_PROBLEM STATEMENT_. Please report each line of the data below that contains "BTreeSet".

[SUPPLIED MATERIAL]

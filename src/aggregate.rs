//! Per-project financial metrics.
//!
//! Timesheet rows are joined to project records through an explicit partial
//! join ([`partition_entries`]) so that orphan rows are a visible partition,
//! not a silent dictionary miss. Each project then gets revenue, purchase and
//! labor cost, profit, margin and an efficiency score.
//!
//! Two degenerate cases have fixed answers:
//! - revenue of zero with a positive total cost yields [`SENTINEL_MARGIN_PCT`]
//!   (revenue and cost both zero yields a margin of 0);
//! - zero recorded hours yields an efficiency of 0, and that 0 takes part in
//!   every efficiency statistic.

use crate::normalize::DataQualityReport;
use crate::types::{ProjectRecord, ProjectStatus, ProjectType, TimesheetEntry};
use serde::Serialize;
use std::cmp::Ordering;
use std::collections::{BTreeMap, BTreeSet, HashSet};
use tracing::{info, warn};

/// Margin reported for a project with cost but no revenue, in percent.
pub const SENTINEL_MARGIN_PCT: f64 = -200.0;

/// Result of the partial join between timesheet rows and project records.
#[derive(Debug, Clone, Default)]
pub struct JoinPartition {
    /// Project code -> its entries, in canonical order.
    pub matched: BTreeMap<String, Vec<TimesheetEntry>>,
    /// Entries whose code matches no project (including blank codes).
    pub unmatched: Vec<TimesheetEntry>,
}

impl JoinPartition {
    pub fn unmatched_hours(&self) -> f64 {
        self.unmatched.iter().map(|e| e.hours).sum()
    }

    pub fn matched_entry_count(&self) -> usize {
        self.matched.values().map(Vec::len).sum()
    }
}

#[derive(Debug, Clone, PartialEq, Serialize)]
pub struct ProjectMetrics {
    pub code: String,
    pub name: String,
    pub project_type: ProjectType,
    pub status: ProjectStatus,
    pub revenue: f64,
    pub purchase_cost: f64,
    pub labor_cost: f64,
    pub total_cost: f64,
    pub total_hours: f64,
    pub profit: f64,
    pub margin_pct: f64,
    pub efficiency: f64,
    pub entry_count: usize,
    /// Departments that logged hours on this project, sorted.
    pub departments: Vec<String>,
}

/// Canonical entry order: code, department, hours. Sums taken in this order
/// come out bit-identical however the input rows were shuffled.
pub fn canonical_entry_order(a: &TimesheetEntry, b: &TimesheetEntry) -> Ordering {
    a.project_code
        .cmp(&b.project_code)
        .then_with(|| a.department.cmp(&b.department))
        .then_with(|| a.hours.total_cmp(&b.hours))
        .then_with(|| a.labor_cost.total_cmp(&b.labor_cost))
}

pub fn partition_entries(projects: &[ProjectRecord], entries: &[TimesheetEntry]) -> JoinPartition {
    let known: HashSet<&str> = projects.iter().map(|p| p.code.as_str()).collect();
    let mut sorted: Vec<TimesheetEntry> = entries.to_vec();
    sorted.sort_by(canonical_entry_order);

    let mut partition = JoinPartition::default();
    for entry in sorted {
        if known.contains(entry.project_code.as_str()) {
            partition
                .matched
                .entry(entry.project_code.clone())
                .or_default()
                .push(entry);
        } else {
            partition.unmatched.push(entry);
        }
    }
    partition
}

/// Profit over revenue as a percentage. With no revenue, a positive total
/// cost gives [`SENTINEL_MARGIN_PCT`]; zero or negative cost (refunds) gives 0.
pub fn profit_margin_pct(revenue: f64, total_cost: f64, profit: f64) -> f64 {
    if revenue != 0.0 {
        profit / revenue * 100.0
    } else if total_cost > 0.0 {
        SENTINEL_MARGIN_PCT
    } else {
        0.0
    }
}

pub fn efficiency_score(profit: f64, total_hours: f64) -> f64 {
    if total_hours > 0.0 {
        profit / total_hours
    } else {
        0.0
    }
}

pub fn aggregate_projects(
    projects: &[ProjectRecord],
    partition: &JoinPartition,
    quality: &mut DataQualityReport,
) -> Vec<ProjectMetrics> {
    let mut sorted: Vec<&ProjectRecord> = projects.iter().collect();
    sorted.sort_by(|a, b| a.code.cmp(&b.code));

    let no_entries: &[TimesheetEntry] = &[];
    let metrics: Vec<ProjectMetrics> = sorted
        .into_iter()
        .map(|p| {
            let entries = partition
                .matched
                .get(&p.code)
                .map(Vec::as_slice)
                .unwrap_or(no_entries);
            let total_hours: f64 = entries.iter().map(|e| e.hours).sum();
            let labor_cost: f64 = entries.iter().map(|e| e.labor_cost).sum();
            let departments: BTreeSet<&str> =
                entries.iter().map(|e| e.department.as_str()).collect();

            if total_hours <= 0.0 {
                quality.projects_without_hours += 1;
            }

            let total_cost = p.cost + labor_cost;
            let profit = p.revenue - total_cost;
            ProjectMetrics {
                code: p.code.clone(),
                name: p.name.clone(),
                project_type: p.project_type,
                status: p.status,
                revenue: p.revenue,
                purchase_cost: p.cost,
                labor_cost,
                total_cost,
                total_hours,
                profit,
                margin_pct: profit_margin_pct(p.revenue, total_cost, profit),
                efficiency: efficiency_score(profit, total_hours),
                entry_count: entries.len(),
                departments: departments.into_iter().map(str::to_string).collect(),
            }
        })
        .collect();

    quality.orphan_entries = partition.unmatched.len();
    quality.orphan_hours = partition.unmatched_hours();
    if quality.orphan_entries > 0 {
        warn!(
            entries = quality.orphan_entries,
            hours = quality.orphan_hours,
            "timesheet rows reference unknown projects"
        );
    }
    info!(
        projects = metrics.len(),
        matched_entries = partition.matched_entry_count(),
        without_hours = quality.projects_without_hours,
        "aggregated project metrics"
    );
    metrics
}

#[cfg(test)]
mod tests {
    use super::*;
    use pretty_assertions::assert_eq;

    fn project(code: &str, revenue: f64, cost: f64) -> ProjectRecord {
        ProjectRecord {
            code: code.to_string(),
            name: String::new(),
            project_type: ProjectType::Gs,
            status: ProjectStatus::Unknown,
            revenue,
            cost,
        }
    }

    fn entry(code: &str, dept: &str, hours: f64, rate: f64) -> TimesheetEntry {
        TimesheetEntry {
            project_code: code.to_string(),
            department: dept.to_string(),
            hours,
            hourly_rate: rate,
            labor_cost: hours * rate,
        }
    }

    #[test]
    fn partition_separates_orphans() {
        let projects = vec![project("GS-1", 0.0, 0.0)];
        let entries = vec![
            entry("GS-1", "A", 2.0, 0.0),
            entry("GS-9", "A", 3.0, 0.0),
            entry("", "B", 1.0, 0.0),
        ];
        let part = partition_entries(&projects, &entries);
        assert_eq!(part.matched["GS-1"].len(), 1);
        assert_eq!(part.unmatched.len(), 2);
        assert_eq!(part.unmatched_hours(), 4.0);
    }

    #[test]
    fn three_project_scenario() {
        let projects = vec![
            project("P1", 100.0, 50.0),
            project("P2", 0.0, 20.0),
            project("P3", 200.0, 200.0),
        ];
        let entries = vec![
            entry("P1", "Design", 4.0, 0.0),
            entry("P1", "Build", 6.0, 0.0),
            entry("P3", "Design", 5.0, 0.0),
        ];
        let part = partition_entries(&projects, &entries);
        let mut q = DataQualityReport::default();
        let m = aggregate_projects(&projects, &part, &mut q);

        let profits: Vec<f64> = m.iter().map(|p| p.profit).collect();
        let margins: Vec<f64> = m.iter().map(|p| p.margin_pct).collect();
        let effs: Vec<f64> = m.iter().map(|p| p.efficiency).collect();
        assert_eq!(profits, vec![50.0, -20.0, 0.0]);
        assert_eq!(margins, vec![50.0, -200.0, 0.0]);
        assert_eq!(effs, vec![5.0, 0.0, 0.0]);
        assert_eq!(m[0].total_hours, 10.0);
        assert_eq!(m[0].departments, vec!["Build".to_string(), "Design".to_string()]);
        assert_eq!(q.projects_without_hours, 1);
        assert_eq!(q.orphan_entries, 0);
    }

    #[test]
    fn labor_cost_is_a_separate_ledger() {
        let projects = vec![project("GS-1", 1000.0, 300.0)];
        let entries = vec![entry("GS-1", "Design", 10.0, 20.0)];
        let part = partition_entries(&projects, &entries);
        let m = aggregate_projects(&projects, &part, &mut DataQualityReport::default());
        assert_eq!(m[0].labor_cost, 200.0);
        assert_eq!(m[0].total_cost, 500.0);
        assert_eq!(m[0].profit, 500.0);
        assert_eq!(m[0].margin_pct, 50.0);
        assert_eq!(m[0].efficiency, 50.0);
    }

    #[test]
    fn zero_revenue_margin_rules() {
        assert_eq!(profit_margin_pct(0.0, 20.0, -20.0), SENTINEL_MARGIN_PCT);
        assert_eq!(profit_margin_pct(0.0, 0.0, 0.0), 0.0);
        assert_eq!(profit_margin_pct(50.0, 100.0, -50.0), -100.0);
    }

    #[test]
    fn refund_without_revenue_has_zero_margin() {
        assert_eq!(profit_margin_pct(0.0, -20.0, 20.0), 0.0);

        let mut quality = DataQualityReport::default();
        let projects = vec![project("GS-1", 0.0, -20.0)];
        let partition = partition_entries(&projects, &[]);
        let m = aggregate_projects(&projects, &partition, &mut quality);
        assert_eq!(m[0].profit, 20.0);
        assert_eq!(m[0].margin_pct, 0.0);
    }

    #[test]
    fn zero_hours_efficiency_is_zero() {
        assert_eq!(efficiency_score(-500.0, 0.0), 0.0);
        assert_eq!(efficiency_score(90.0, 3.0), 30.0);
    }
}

[/SUPPLIED MATERIAL]
[SUPPLIED MATERIAL]

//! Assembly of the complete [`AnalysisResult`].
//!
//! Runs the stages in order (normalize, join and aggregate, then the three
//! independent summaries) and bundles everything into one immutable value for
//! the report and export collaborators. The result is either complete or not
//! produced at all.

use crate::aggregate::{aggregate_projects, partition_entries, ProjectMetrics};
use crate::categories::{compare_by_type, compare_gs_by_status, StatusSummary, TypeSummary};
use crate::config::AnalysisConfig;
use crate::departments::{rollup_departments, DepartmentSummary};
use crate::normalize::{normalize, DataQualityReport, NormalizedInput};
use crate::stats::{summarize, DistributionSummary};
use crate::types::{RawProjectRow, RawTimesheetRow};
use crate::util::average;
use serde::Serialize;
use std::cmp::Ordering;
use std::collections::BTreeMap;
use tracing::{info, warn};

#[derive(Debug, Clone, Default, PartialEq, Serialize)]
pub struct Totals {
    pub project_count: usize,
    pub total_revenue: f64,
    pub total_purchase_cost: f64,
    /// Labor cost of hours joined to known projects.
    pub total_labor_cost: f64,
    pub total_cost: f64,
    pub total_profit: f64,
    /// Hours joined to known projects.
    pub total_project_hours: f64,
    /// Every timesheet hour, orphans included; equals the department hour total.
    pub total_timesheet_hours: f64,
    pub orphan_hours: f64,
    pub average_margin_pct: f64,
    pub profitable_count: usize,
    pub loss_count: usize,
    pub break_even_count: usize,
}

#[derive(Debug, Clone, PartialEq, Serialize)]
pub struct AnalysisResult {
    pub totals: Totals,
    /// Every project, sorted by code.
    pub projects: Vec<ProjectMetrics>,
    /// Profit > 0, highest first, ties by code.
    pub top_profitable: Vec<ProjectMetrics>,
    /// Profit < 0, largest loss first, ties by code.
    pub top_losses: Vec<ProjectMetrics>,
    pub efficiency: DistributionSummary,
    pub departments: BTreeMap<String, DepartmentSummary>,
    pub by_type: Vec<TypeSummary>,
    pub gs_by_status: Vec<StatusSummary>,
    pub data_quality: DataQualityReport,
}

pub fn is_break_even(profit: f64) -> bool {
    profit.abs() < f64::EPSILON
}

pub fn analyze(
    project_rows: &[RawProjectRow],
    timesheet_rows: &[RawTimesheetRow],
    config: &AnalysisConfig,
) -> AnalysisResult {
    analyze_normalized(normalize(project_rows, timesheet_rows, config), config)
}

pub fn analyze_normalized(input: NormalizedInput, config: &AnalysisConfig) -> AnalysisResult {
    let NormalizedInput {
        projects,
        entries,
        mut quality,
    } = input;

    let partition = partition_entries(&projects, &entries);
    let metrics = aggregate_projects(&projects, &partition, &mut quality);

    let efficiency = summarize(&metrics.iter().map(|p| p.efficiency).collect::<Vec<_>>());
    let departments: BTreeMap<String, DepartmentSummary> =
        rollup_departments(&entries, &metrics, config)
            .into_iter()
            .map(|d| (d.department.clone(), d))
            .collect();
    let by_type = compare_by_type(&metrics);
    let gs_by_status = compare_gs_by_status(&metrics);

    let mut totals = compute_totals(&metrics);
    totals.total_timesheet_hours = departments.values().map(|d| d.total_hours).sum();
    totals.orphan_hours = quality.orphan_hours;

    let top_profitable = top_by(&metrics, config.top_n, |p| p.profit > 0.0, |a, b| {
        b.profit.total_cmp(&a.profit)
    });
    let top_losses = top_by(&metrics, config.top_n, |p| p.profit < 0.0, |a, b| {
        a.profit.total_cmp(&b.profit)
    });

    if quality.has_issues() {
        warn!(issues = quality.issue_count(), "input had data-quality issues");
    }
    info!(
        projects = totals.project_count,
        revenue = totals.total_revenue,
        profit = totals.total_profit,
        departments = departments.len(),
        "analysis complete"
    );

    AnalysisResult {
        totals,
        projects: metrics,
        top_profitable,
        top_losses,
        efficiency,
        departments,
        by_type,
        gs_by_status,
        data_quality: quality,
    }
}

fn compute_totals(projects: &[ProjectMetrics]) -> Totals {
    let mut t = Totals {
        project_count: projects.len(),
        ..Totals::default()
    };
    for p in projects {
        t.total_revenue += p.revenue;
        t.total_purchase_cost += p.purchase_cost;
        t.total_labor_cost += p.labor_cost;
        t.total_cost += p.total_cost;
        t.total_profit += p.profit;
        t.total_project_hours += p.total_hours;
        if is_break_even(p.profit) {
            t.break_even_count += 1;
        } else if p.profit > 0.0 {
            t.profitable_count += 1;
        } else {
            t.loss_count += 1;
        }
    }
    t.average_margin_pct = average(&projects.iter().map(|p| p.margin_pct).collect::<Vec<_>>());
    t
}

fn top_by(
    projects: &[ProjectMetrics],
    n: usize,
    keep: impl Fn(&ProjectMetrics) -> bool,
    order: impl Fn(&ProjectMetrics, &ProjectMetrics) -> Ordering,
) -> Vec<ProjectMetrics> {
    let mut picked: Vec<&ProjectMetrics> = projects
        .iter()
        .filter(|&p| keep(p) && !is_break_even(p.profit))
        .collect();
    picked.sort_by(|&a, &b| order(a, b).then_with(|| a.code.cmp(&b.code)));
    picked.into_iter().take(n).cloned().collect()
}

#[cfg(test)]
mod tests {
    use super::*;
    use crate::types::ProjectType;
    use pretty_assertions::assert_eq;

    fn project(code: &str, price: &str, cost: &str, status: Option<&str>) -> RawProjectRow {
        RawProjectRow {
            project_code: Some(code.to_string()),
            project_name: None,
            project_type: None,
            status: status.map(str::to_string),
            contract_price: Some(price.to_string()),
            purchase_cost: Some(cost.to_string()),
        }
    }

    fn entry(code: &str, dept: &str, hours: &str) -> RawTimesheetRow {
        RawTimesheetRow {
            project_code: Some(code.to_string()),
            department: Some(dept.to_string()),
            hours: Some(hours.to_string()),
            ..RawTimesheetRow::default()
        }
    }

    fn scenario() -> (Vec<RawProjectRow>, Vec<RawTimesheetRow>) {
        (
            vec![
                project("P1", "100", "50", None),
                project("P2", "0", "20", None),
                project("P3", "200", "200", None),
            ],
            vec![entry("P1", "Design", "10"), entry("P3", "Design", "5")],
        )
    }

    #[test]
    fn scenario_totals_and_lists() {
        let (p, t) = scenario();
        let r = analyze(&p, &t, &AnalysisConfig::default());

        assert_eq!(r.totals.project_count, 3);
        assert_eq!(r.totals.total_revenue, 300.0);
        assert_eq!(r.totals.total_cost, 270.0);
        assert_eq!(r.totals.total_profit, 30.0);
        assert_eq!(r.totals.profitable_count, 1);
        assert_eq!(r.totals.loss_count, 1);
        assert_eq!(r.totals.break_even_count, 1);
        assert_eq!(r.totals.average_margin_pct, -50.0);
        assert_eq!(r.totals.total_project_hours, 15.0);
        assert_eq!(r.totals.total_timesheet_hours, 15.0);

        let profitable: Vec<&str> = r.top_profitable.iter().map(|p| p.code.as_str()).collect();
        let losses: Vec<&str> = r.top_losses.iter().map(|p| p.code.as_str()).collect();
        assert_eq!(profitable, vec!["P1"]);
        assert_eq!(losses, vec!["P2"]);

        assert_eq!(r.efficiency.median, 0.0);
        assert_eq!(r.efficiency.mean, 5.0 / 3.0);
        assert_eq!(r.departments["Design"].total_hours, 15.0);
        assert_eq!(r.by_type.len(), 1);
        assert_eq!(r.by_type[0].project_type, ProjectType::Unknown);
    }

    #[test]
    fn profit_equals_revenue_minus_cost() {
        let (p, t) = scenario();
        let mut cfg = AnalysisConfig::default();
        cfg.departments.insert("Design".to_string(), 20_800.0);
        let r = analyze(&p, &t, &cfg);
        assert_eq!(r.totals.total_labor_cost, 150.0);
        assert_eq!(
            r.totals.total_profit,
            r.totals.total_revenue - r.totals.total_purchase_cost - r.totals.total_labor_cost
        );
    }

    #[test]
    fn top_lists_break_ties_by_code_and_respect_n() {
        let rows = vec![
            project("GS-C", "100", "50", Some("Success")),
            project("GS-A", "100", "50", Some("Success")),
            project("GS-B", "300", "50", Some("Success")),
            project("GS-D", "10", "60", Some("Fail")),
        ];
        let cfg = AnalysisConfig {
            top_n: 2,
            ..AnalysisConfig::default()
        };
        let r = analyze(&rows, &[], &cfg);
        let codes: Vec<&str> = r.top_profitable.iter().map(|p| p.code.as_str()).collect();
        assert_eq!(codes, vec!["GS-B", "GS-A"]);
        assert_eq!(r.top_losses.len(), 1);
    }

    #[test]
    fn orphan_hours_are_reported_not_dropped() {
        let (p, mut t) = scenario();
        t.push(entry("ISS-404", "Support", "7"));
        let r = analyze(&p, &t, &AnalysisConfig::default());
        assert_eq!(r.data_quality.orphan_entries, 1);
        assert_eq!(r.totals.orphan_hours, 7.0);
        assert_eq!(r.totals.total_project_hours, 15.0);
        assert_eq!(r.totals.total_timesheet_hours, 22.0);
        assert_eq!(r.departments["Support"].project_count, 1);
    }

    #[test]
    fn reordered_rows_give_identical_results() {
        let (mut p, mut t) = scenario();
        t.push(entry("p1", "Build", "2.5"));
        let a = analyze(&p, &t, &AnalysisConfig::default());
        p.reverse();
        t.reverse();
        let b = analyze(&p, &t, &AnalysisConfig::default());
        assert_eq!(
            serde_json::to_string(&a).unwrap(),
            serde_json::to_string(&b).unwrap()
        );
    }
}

[/SUPPLIED MATERIAL]

_REPLY TO THE EXERCISE_.
use std::collections::{BTreeMap, BTreeSet, HashSet};
            let departments: BTreeSet<&str> =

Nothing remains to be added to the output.